■ Aim of the task ■
Over all lines in the data below, count those holding "generation" and give only the result.

■ Dataset ■
=== Begin Enclosure ===

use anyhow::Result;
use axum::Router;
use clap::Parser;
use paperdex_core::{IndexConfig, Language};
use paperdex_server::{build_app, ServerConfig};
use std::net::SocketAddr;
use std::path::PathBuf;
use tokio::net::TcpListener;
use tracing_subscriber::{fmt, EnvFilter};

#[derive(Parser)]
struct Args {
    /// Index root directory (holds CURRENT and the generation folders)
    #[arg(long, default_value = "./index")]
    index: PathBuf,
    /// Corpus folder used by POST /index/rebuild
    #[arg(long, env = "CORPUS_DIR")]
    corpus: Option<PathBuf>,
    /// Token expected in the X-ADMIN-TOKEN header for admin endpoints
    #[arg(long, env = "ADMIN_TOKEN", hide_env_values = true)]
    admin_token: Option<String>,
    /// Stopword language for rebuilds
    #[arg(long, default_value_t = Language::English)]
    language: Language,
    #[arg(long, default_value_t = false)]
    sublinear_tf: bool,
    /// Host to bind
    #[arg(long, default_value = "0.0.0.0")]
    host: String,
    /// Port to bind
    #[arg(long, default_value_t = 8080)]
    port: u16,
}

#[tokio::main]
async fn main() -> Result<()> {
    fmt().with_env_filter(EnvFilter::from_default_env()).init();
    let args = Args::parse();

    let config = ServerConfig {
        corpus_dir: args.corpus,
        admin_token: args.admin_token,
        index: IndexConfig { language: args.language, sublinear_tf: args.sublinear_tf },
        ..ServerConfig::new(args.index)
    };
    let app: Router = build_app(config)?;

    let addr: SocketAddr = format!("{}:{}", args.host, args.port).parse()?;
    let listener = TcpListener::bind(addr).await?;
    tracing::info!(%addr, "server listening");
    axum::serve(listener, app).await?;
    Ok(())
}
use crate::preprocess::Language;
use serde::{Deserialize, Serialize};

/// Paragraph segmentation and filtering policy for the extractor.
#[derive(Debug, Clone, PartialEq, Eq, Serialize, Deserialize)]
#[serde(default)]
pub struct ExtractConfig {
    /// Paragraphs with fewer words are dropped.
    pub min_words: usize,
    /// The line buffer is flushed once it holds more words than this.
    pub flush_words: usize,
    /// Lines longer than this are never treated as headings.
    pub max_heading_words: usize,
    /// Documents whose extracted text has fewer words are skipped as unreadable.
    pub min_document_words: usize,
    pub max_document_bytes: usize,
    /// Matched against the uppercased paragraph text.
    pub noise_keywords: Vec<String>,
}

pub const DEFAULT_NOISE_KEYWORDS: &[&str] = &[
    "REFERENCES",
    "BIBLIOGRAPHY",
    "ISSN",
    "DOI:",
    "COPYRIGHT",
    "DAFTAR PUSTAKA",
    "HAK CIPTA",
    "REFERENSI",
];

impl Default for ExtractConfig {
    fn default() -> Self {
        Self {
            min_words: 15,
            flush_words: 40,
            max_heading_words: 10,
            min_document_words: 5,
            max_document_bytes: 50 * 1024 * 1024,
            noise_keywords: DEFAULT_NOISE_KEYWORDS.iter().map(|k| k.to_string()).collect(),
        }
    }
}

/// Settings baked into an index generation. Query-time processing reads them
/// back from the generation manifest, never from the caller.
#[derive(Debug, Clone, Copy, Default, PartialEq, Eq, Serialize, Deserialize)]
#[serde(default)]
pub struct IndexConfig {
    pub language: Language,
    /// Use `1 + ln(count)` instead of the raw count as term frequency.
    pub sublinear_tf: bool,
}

=== End Enclosure ===

■ Task answer ■
3